**Aim of the exercise:**
Return the records exactly, with nothing added.

______________________________

//! Tool registry.
//!
//! Built-in tools are tagged variants of [`BuiltinTool`]. The registry holds
//! them, plus anything else registered, behind the common [`Tool`] interface.

use std::sync::Arc;

use async_trait::async_trait;
use serde_json::Value;
use tracing::debug;

use super::animation::AnimationTool;
use super::datetime::DateTimeTool;
use super::gaze::LookAtTool;
use super::mapping::{CreateMapTool, FinishMapTool};
use super::movement::{MoveTool, TurnTool};
use super::navigation::{NavigateTool, SaveLocationTool};
use super::{Tool, ToolContext, ToolError};

#[derive(Debug)]
pub enum BuiltinTool {
    DateTime(DateTimeTool),
    Move(MoveTool),
    Turn(TurnTool),
    Navigate(NavigateTool),
    SaveLocation(SaveLocationTool),
    CreateMap(CreateMapTool),
    FinishMap(FinishMapTool),
    LookAt(LookAtTool),
    Animation(AnimationTool),
}

impl BuiltinTool {
    pub fn all() -> Vec<BuiltinTool> {
        vec![
            BuiltinTool::DateTime(DateTimeTool),
            BuiltinTool::Move(MoveTool),
            BuiltinTool::Turn(TurnTool),
            BuiltinTool::Navigate(NavigateTool),
            BuiltinTool::SaveLocation(SaveLocationTool),
            BuiltinTool::CreateMap(CreateMapTool),
            BuiltinTool::FinishMap(FinishMapTool),
            BuiltinTool::LookAt(LookAtTool),
            BuiltinTool::Animation(AnimationTool),
        ]
    }

    fn inner(&self) -> &dyn Tool {
        match self {
            BuiltinTool::DateTime(t) => t,
            BuiltinTool::Move(t) => t,
            BuiltinTool::Turn(t) => t,
            BuiltinTool::Navigate(t) => t,
            BuiltinTool::SaveLocation(t) => t,
            BuiltinTool::CreateMap(t) => t,
            BuiltinTool::FinishMap(t) => t,
            BuiltinTool::LookAt(t) => t,
            BuiltinTool::Animation(t) => t,
        }
    }
}

#[async_trait]
impl Tool for BuiltinTool {
    fn name(&self) -> &'static str {
        self.inner().name()
    }

    fn definition(&self, ctx: &ToolContext) -> Value {
        self.inner().definition(ctx)
    }

    fn is_available(&self, ctx: &ToolContext) -> bool {
        self.inner().is_available(ctx)
    }

    async fn execute(&self, args: Value, ctx: &ToolContext) -> Result<String, ToolError> {
        self.inner().execute(args, ctx).await
    }
}

#[derive(Default)]
pub struct ToolRegistry {
    tools: Vec<Arc<dyn Tool>>,
}

impl ToolRegistry {
    pub fn new() -> Self {
        Self::default()
    }

    pub fn with_builtins() -> Self {
        let mut registry = Self::new();
        for tool in BuiltinTool::all() {
            registry.register(Arc::new(tool));
        }
        registry
    }

    /// Adds a tool, replacing any tool with the same name.
    pub fn register(&mut self, tool: Arc<dyn Tool>) {
        self.tools.retain(|t| t.name() != tool.name());
        debug!(tool = tool.name(), "Registered tool");
        self.tools.push(tool);
    }

    pub fn get(&self, name: &str) -> Option<Arc<dyn Tool>> {
        self.tools.iter().find(|t| t.name() == name).cloned()
    }

    pub fn names(&self) -> Vec<&'static str> {
        self.tools.iter().map(|t| t.name()).collect()
    }

    /// Definitions for `session.update`: enabled and currently available
    /// tools only. `enabled == None` means every tool.
    pub fn definitions(&self, ctx: &ToolContext, enabled: Option<&[String]>) -> Vec<Value> {
        self.tools
            .iter()
            .filter(|t| enabled.is_none_or(|names| names.iter().any(|n| n == t.name())))
            .filter(|t| t.is_available(ctx))
            .map(|t| t.definition(ctx))
            .collect()
    }
}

______________________________

**Worked solution:**
//! Tool registry.
//!
//! Built-in tools are tagged variants of [`BuiltinTool`]. The registry holds
//! them, plus anything else registered, behind the common [`Tool`] interface.

use std::sync::Arc;

use async_trait::async_trait;
use serde_json::Value;
use tracing::debug;

use super::animation::AnimationTool;
use super::datetime::DateTimeTool;
use super::gaze::LookAtTool;
use super::mapping::{CreateMapTool, FinishMapTool};
use super::movement::{MoveTool, TurnTool};
use super::navigation::{NavigateTool, SaveLocationTool};
use super::{Tool, ToolContext, ToolError};

#[derive(Debug)]
pub enum BuiltinTool {
    DateTime(DateTimeTool),
    Move(MoveTool),
    Turn(TurnTool),
    Navigate(NavigateTool),
    SaveLocation(SaveLocationTool),
    CreateMap(CreateMapTool),
    FinishMap(FinishMapTool),
    LookAt(LookAtTool),
    Animation(AnimationTool),
}

impl BuiltinTool {
    pub fn all() -> Vec<BuiltinTool> {
        vec![
            BuiltinTool::DateTime(DateTimeTool),
            BuiltinTool::Move(MoveTool),
            BuiltinTool::Turn(TurnTool),
            BuiltinTool::Navigate(NavigateTool),
            BuiltinTool::SaveLocation(SaveLocationTool),
            BuiltinTool::CreateMap(CreateMapTool),
            BuiltinTool::FinishMap(FinishMapTool),
            BuiltinTool::LookAt(LookAtTool),
            BuiltinTool::Animation(AnimationTool),
        ]
    }

    fn inner(&self) -> &dyn Tool {
        match self {
            BuiltinTool::DateTime(t) => t,
            BuiltinTool::Move(t) => t,
            BuiltinTool::Turn(t) => t,
            BuiltinTool::Navigate(t) => t,
            BuiltinTool::SaveLocation(t) => t,
            BuiltinTool::CreateMap(t) => t,
            BuiltinTool::FinishMap(t) => t,
            BuiltinTool::LookAt(t) => t,
            BuiltinTool::Animation(t) => t,
        }
    }
}

#[async_trait]
impl Tool for BuiltinTool {
    fn name(&self) -> &'static str {
        self.inner().name()
    }

    fn definition(&self, ctx: &ToolContext) -> Value {
        self.inner().definition(ctx)
    }

    fn is_available(&self, ctx: &ToolContext) -> bool {
        self.inner().is_available(ctx)
    }

    async fn execute(&self, args: Value, ctx: &ToolContext) -> Result<String, ToolError> {
        self.inner().execute(args, ctx).await
    }
}

#[derive(Default)]
pub struct ToolRegistry {
    tools: Vec<Arc<dyn Tool>>,
}

impl ToolRegistry {
    pub fn new() -> Self {
        Self::default()
    }

    pub fn with_builtins() -> Self {
        let mut registry = Self::new();
        for tool in BuiltinTool::all() {
            registry.register(Arc::new(tool));
        }
        registry
    }

    /// Adds a tool, replacing any tool with the same name.
    pub fn register(&mut self, tool: Arc<dyn Tool>) {
        self.tools.retain(|t| t.name() != tool.name());
        debug!(tool = tool.name(), "Registered tool");
        self.tools.push(tool);
    }

    pub fn get(&self, name: &str) -> Option<Arc<dyn Tool>> {
        self.tools.iter().find(|t| t.name() == name).cloned()
    }

    pub fn names(&self) -> Vec<&'static str> {
        self.tools.iter().map(|t| t.name()).collect()
    }

    /// Definitions for `session.update`: enabled and currently available
    /// tools only. `enabled == None` means every tool.
    pub fn definitions(&self, ctx: &ToolContext, enabled: Option<&[String]>) -> Vec<Value> {
        self.tools
            .iter()
            .filter(|t| enabled.is_none_or(|names| names.iter().any(|n| n == t.name())))
            .filter(|t| t.is_available(ctx))
            .map(|t| t.definition(ctx))
            .collect()
    }
}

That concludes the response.